| DIRECTIONS |
From the entries below, copy out every line with "PaginationMeta" in it.
##### RECORDS SUPPLIED #####
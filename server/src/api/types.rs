//! Shared API types
//!
//! Response envelope, error mapping and pagination used by every endpoint.

use axum::Json;
use axum::http::StatusCode;
use axum::response::{IntoResponse, Response};
use serde::Serialize;
use validator::ValidationError;

use crate::data::{DataError, ErrorKind};
use crate::utils::time::{RangeBound, parse_date_bound};

/// Maximum items per page for paginated endpoints
pub const MAX_PAGE_LIMIT: u32 = 100;
/// Default page number
pub const DEFAULT_PAGE: u32 = 1;
/// Default items per page
pub const DEFAULT_LIMIT: u32 = 20;
/// Deepest row (`page * limit`) the aggregated feed will page to
pub const MAX_FEED_DEPTH: u64 = 10_000;
/// Maximum grants accepted in one permission request
pub const MAX_GRANTS_PER_REQUEST: usize = 500;

/// Validator function for page parameter
pub fn validate_page(page: u32) -> Result<(), ValidationError> {
    if page < 1 {
        return Err(ValidationError::new("page_min").with_message("Page must be >= 1".into()));
    }
    Ok(())
}

/// Validator function for limit parameter
pub fn validate_limit(limit: u32) -> Result<(), ValidationError> {
    if limit == 0 || limit > MAX_PAGE_LIMIT {
        return Err(ValidationError::new("limit_range")
            .with_message(format!("Limit must be between 1 and {}", MAX_PAGE_LIMIT).into()));
    }
    Ok(())
}

pub fn default_page() -> u32 {
    DEFAULT_PAGE
}

pub fn default_limit() -> u32 {
    DEFAULT_LIMIT
}

/// Parse an optional `start_date`/`end_date` parameter into unix seconds.
///
/// Accepts `YYYY-MM-DD` (whole day, inclusive) or an RFC 3339 instant.
pub fn parse_date_param(
    name: &str,
    value: Option<&str>,
    bound: RangeBound,
) -> Result<Option<i64>, ApiError> {
    match value.map(str::trim).filter(|v| !v.is_empty()) {
        None => Ok(None),
        Some(raw) => parse_date_bound(raw, bound).map(Some).ok_or_else(|| {
            ApiError::bad_request(
                "INVALID_DATE",
                format!("Invalid {}: {}. Use YYYY-MM-DD or RFC 3339.", name, raw),
            )
        }),
    }
}

/// Success envelope: `{ "success": true, "data": ... }`
#[derive(Debug, Serialize)]
pub struct Envelope<T> {
    pub success: bool,
    #[serde(skip_serializing_if = "Option::is_none")]
    pub data: Option<T>,
    #[serde(skip_serializing_if = "Option::is_none")]
    pub message: Option<String>,
}

pub fn ok<T: Serialize>(data: T) -> Json<Envelope<T>> {
    Json(Envelope {
        success: true,
        data: Some(data),
        message: None,
    })
}

pub fn ok_with_message<T: Serialize>(data: T, message: impl Into<String>) -> Json<Envelope<T>> {
    Json(Envelope {
        success: true,
        data: Some(data),
        message: Some(message.into()),
    })
}

/// Pagination metadata in list responses
#[derive(Debug, Clone, PartialEq, Eq, Serialize)]
pub struct PaginationMeta {
    pub page: u32,
    pub limit: u32,
    pub total: u64,
    pub pages: u64,
}

impl PaginationMeta {
    pub fn new(page: u32, limit: u32, total: u64) -> Self {
        Self {
            page,
            limit,
            total,
            pages: crate::domain::page_count(total, limit),
        }
    }
}

/// Standard API error response
#[derive(Debug)]
pub enum ApiError {
    BadRequest { code: String, message: String },
    Unauthorized { code: String, message: String },
    Forbidden { code: String, message: String },
    NotFound { code: String, message: String },
    Conflict { code: String, message: String },
    Unprocessable { code: String, message: String },
    ServiceUnavailable { message: String },
    Internal { message: String },
}

impl ApiError {
    pub fn bad_request(code: impl Into<String>, message: impl Into<String>) -> Self {
        Self::BadRequest {
            code: code.into(),
            message: message.into(),
        }
    }

    pub fn unauthorized(code: impl Into<String>, message: impl Into<String>) -> Self {
        Self::Unauthorized {
            code: code.into(),
            message: message.into(),
        }
    }

    pub fn forbidden(code: impl Into<String>, message: impl Into<String>) -> Self {
        Self::Forbidden {
            code: code.into(),
            message: message.into(),
        }
    }

    pub fn internal(message: impl Into<String>) -> Self {
        Self::Internal {
            message: message.into(),
        }
    }

    /// Map a data error onto its HTTP form.
    ///
    /// Store messages stay in the log; clients only see a generic text for
    /// internal and availability failures.
    pub fn from_data(e: DataError) -> Self {
        match e.kind() {
            ErrorKind::NotFound => Self::NotFound {
                code: "NOT_FOUND".to_string(),
                message: e.to_string(),
            },
            ErrorKind::InvalidReference => Self::Unprocessable {
                code: "INVALID_REFERENCE".to_string(),
                message: e.to_string(),
            },
            ErrorKind::Forbidden => Self::Forbidden {
                code: "FORBIDDEN".to_string(),
                message: match e {
                    DataError::Forbidden(message) => message,
                    other => other.to_string(),
                },
            },
            ErrorKind::Conflict => {
                tracing::warn!(error = %e, "Write conflict");
                Self::Conflict {
                    code: "CONFLICT".to_string(),
                    message: "The request conflicted with a concurrent change".to_string(),
                }
            }
            ErrorKind::StoreUnavailable => {
                tracing::error!(error = %e, "Store unavailable");
                Self::ServiceUnavailable {
                    message: "Storage is temporarily unavailable".to_string(),
                }
            }
            ErrorKind::Internal => {
                tracing::error!(error = %e, "Data error");
                Self::Internal {
                    message: "Database operation failed".to_string(),
                }
            }
        }
    }
}

impl From<DataError> for ApiError {
    fn from(e: DataError) -> Self {
        Self::from_data(e)
    }
}

impl IntoResponse for ApiError {
    fn into_response(self) -> Response {
        let (status, code, message) = match self {
            Self::BadRequest { code, message } => (StatusCode::BAD_REQUEST, code, message),
            Self::Unauthorized { code, message } => (StatusCode::UNAUTHORIZED, code, message),
            Self::Forbidden { code, message } => (StatusCode::FORBIDDEN, code, message),
            Self::NotFound { code, message } => (StatusCode::NOT_FOUND, code, message),
            Self::Conflict { code, message } => (StatusCode::CONFLICT, code, message),
            Self::Unprocessable { code, message } => {
                (StatusCode::UNPROCESSABLE_ENTITY, code, message)
            }
            Self::ServiceUnavailable { message } => (
                StatusCode::SERVICE_UNAVAILABLE,
                "SERVICE_UNAVAILABLE".to_string(),
                message,
            ),
            Self::Internal { message } => (
                StatusCode::INTERNAL_SERVER_ERROR,
                "INTERNAL".to_string(),
                message,
            ),
        };
        (
            status,
            Json(serde_json::json!({
                "success": false,
                "code": code,
                "message": message
            })),
        )
            .into_response()
    }
}

#[cfg(test)]
mod tests {
    use super::*;

    #[test]
    fn test_pagination_meta() {
        let meta = PaginationMeta::new(2, 20, 41);
        assert_eq!(meta.pages, 3);
        assert_eq!(PaginationMeta::new(1, 20, 0).pages, 0);
    }

    #[test]
    fn test_error_kinds_map_to_status() {
        let cases = [
            (DataError::not_found("resource", 1), StatusCode::NOT_FOUND),
            (
                DataError::InvalidReference {
                    entity: "subject",
                    id: 9,
                },
                StatusCode::UNPROCESSABLE_ENTITY,
            ),
            (DataError::forbidden("no"), StatusCode::FORBIDDEN),
            (DataError::Conflict("dup".into()), StatusCode::CONFLICT),
            (
                DataError::StoreUnavailable("no such table: activity_logs".into()),
                StatusCode::SERVICE_UNAVAILABLE,
            ),
            (DataError::Config("bad".into()), StatusCode::INTERNAL_SERVER_ERROR),
        ];
        for (err, status) in cases {
            assert_eq!(ApiError::from_data(err).into_response().status(), status);
        }
    }

    #[test]
    fn test_parse_date_param() {
        assert_eq!(
            parse_date_param("start_date", Some("2024-01-01"), RangeBound::Start).unwrap(),
            Some(1_704_067_200)
        );
        assert_eq!(
            parse_date_param("end_date", Some("2024-01-01"), RangeBound::End).unwrap(),
            Some(1_704_153_599)
        );
        assert!(parse_date_param("start_date", None, RangeBound::Start)
            .unwrap()
            .is_none());
        assert!(parse_date_param("start_date", Some("yesterday"), RangeBound::Start).is_err());
    }

    #[test]
    fn test_validate_limit() {
        assert!(validate_limit(0).is_err());
        assert!(validate_limit(100).is_ok());
        assert!(validate_limit(101).is_err());
        assert!(validate_page(0).is_err());
    }
}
#####
| ANSWER BELOW |
pub struct PaginationMeta {
impl PaginationMeta {
        let meta = PaginationMeta::new(2, 20, 41);
        assert_eq!(PaginationMeta::new(1, 20, 0).pages, 0);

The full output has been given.